_DATASET RECORDS_.
★ ★ ★ ★ ★

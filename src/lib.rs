//! Copies playlists from Spotify into TIDAL.
//!
//! Every source track is resolved against the target catalog with a ranked set
//! of searches and a weighted similarity score, and every remote call goes
//! through one retry policy.

pub mod batch;
pub mod catalog;
pub mod config;
pub mod error;
pub mod logging;
pub mod model;
pub mod planner;
pub mod ports;
pub mod query;
pub mod resolver;
pub mod retry;
pub mod similarity;
pub mod sync;

#[cfg(test)]
mod test_utils;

★ ★ ★ ★ ★

_WHAT THE TASK ASKS_. In the entries above, find lines with "retry" and copy each.

_RESPONSE AREA_.
//! through one retry policy.
pub mod retry;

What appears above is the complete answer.